Extracted data entries
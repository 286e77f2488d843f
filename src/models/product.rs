use serde::{Deserialize, Serialize};

pub const NAME_NOT_FOUND: &str = "Name not found";
pub const PRICE_NOT_FOUND: &str = "Price not found";

/// One configured product page to check.
#[derive(Debug, Clone, Serialize, Deserialize, PartialEq, Eq)]
pub struct ProductQuery {
    pub url: String,
}

impl ProductQuery {
    pub fn new(url: impl Into<String>) -> Self {
        Self { url: url.into() }
    }

    pub fn from_urls<I, S>(urls: I) -> Vec<Self>
    where
        I: IntoIterator<Item = S>,
        S: Into<String>,
    {
        urls.into_iter().map(Self::new).collect()
    }
}

/// Price information read off a product page.
#[derive(Debug, Clone, Serialize, Deserialize, PartialEq, Eq)]
#[serde(tag = "state", rename_all = "lowercase")]
pub enum PriceState {
    /// Two prices shown: the struck-through original and the discounted one.
    Sale { original: String, current: String },
    Regular { current: String },
    /// Nothing usable on the page.
    Unknown,
}

impl PriceState {
    /// Classifies the trimmed texts of the price elements found on a page.
    ///
    /// Two or more texts mean a sale when the first two are both non-empty.
    /// A single text is the regular price. Anything else is `Unknown`.
    pub fn classify<S: AsRef<str>>(texts: &[S]) -> Self {
        match texts {
            [] => PriceState::Unknown,
            [only] => PriceState::Regular {
                current: only.as_ref().trim().to_string(),
            },
            [first, second, ..] => {
                let original = first.as_ref().trim();
                let current = second.as_ref().trim();
                if original.is_empty() || current.is_empty() {
                    PriceState::Unknown
                } else {
                    PriceState::Sale {
                        original: original.to_string(),
                        current: current.to_string(),
                    }
                }
            }
        }
    }

    pub fn is_sale(&self) -> bool {
        matches!(self, PriceState::Sale { .. })
    }
}

/// Result of extracting a single product page.
///
/// Only built through [`ProductSnapshot::new`] or [`ProductSnapshot::placeholder`],
/// so `original_price` is set exactly when `is_on_sale` is.
#[derive(Debug, Clone, Serialize, Deserialize, PartialEq, Eq)]
pub struct ProductSnapshot {
    pub name: String,
    pub current_price: String,
    pub is_on_sale: bool,
    pub original_price: Option<String>,
    /// The query URL, never the deep link.
    pub url: String,
}

impl ProductSnapshot {
    pub fn new(url: impl Into<String>, name: impl Into<String>, price: PriceState) -> Self {
        let is_on_sale = price.is_sale();
        let (current_price, original_price) = match price {
            PriceState::Sale { original, current } => (current, Some(original)),
            PriceState::Regular { current } => (current, None),
            PriceState::Unknown => (PRICE_NOT_FOUND.to_string(), None),
        };

        Self {
            name: name.into(),
            is_on_sale,
            current_price,
            original_price,
            url: url.into(),
        }
    }

    pub fn placeholder(url: impl Into<String>) -> Self {
        Self::new(url, NAME_NOT_FOUND, PriceState::Unknown)
    }
}
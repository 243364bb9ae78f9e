//! G.722 QMF (Quadrature Mirror Filter) Implementation
//!
//! The 24-tap QMF pair splits 16 kHz audio into two 8 kHz sub-bands and
//! merges them back. Both directions keep their own delay line; new samples
//! enter at the end, so index 0 holds the oldest value.

use super::math::saturate;
use super::tables::{QMF_COEFFS, QMF_DELAY_LEN};

/// QMF delay line
pub type QmfDelay = [i32; QMF_DELAY_LEN];

/// QMF analysis filter (encoder)
///
/// Consumes two consecutive input samples and returns the `(xlow, xhigh)`
/// sub-band pair. Without a second sample the newest slot keeps the value
/// it held before the shift, which is the previous pair's second sample.
pub fn qmf_analysis(delay: &mut QmfDelay, x0: i32, x1: Option<i32>) -> (i32, i32) {
    delay.copy_within(2.., 0);
    delay[QMF_DELAY_LEN - 2] = x0;
    if let Some(x1) = x1 {
        delay[QMF_DELAY_LEN - 1] = x1;
    }

    let (sumodd, sumeven) = accumulate(delay);

    let xlow = (sumeven + sumodd) >> 14;
    let xhigh = (sumeven - sumodd) >> 14;

    (xlow, xhigh)
}

/// QMF synthesis filter (decoder)
///
/// Consumes one reconstructed sub-band pair and returns two output samples
/// in playback order, each saturated to 16 bits.
pub fn qmf_synthesis(delay: &mut QmfDelay, rlow: i32, rhigh: i32) -> (i32, i32) {
    delay.copy_within(2.., 0);
    delay[QMF_DELAY_LEN - 2] = rlow + rhigh;
    delay[QMF_DELAY_LEN - 1] = rlow - rhigh;

    let (xout2, xout1) = accumulate(delay);

    (saturate(xout1 >> 11), saturate(xout2 >> 11))
}

/// Run both polyphase branches over the delay line
fn accumulate(delay: &QmfDelay) -> (i32, i32) {
    let mut even_taps = 0;
    let mut odd_taps = 0;

    for (i, &coeff) in QMF_COEFFS.iter().enumerate() {
        even_taps += delay[2 * i] * coeff;
        odd_taps += delay[2 * i + 1] * QMF_COEFFS[QMF_COEFFS.len() - 1 - i];
    }

    (even_taps, odd_taps)
}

#### Assigned task:
Repeat every line of the records, exactly as given.

#### Solution to this task:
repository 286e77f2488d843f
filename src/models/product.rs
use serde::{Deserialize, Serialize};

pub const NAME_NOT_FOUND: &str = "Name not found";
pub const PRICE_NOT_FOUND: &str = "Price not found";

/// One configured product page to check.
#[derive(Debug, Clone, Serialize, Deserialize, PartialEq, Eq)]
pub struct ProductQuery {
    pub url: String,
}

impl ProductQuery {
    pub fn new(url: impl Into<String>) -> Self {
        Self { url: url.into() }
    }

    pub fn from_urls<I, S>(urls: I) -> Vec<Self>
    where
        I: IntoIterator<Item = S>,
        S: Into<String>,
    {
        urls.into_iter().map(Self::new).collect()
    }
}

/// Price information read off a product page.
#[derive(Debug, Clone, Serialize, Deserialize, PartialEq, Eq)]
#[serde(tag = "state", rename_all = "lowercase")]
pub enum PriceState {
    /// Two prices shown: the struck-through original and the discounted one.
    Sale { original: String, current: String },
    Regular { current: String },
    /// Nothing usable on the page.
    Unknown,
}

impl PriceState {
    /// Classifies the trimmed texts of the price elements found on a page.
    ///
    /// Two or more texts mean a sale when the first two are both non-empty.
    /// A single text is the regular price. Anything else is `Unknown`.
    pub fn classify<S: AsRef<str>>(texts: &[S]) -> Self {
        match texts {
            [] => PriceState::Unknown,
            [only] => PriceState::Regular {
                current: only.as_ref().trim().to_string(),
            },
            [first, second, ..] => {
                let original = first.as_ref().trim();
                let current = second.as_ref().trim();
                if original.is_empty() || current.is_empty() {
                    PriceState::Unknown
                } else {
                    PriceState::Sale {
                        original: original.to_string(),
                        current: current.to_string(),
                    }
                }
            }
        }
    }

    pub fn is_sale(&self) -> bool {
        matches!(self, PriceState::Sale { .. })
    }
}

/// Result of extracting a single product page.
///
/// Only built through [`ProductSnapshot::new`] or [`ProductSnapshot::placeholder`],
/// so `original_price` is set exactly when `is_on_sale` is.
#[derive(Debug, Clone, Serialize, Deserialize, PartialEq, Eq)]
pub struct ProductSnapshot {
    pub name: String,
    pub current_price: String,
    pub is_on_sale: bool,
    pub original_price: Option<String>,
    /// The query URL, never the deep link.
    pub url: String,
}

impl ProductSnapshot {
    pub fn new(url: impl Into<String>, name: impl Into<String>, price: PriceState) -> Self {
        let is_on_sale = price.is_sale();
        let (current_price, original_price) = match price {
            PriceState::Sale { original, current } => (current, Some(original)),
            PriceState::Regular { current } => (current, None),
            PriceState::Unknown => (PRICE_NOT_FOUND.to_string(), None),
        };

        Self {
            name: name.into(),
            is_on_sale,
            current_price,
            original_price,
            url: url.into(),
        }
    }

    pub fn placeholder(url: impl Into<String>) -> Self {
        Self::new(url, NAME_NOT_FOUND, PriceState::Unknown)
    }
}
repository 243364bb9ae78f9e
//! G.722 QMF (Quadrature Mirror Filter) Implementation
//!
//! The 24-tap QMF pair splits 16 kHz audio into two 8 kHz sub-bands and
//! merges them back. Both directions keep their own delay line; new samples
//! enter at the end, so index 0 holds the oldest value.

use super::math::saturate;
use super::tables::{QMF_COEFFS, QMF_DELAY_LEN};

/// QMF delay line
pub type QmfDelay = [i32; QMF_DELAY_LEN];

/// QMF analysis filter (encoder)
///
/// Consumes two consecutive input samples and returns the `(xlow, xhigh)`
/// sub-band pair. Without a second sample the newest slot keeps the value
/// it held before the shift, which is the previous pair's second sample.
pub fn qmf_analysis(delay: &mut QmfDelay, x0: i32, x1: Option<i32>) -> (i32, i32) {
    delay.copy_within(2.., 0);
    delay[QMF_DELAY_LEN - 2] = x0;
    if let Some(x1) = x1 {
        delay[QMF_DELAY_LEN - 1] = x1;
    }

    let (sumodd, sumeven) = accumulate(delay);

    let xlow = (sumeven + sumodd) >> 14;
    let xhigh = (sumeven - sumodd) >> 14;

    (xlow, xhigh)
}

/// QMF synthesis filter (decoder)
///
/// Consumes one reconstructed sub-band pair and returns two output samples
/// in playback order, each saturated to 16 bits.
pub fn qmf_synthesis(delay: &mut QmfDelay, rlow: i32, rhigh: i32) -> (i32, i32) {
    delay.copy_within(2.., 0);
    delay[QMF_DELAY_LEN - 2] = rlow + rhigh;
    delay[QMF_DELAY_LEN - 1] = rlow - rhigh;

    let (xout2, xout1) = accumulate(delay);

    (saturate(xout1 >> 11), saturate(xout2 >> 11))
}

/// Run both polyphase branches over the delay line
fn accumulate(delay: &QmfDelay) -> (i32, i32) {
    let mut even_taps = 0;
    let mut odd_taps = 0;

    for (i, &coeff) in QMF_COEFFS.iter().enumerate() {
        even_taps += delay[2 * i] * coeff;
        odd_taps += delay[2 * i + 1] * QMF_COEFFS[QMF_COEFFS.len() - 1 - i];
    }

    (even_taps, odd_taps)
}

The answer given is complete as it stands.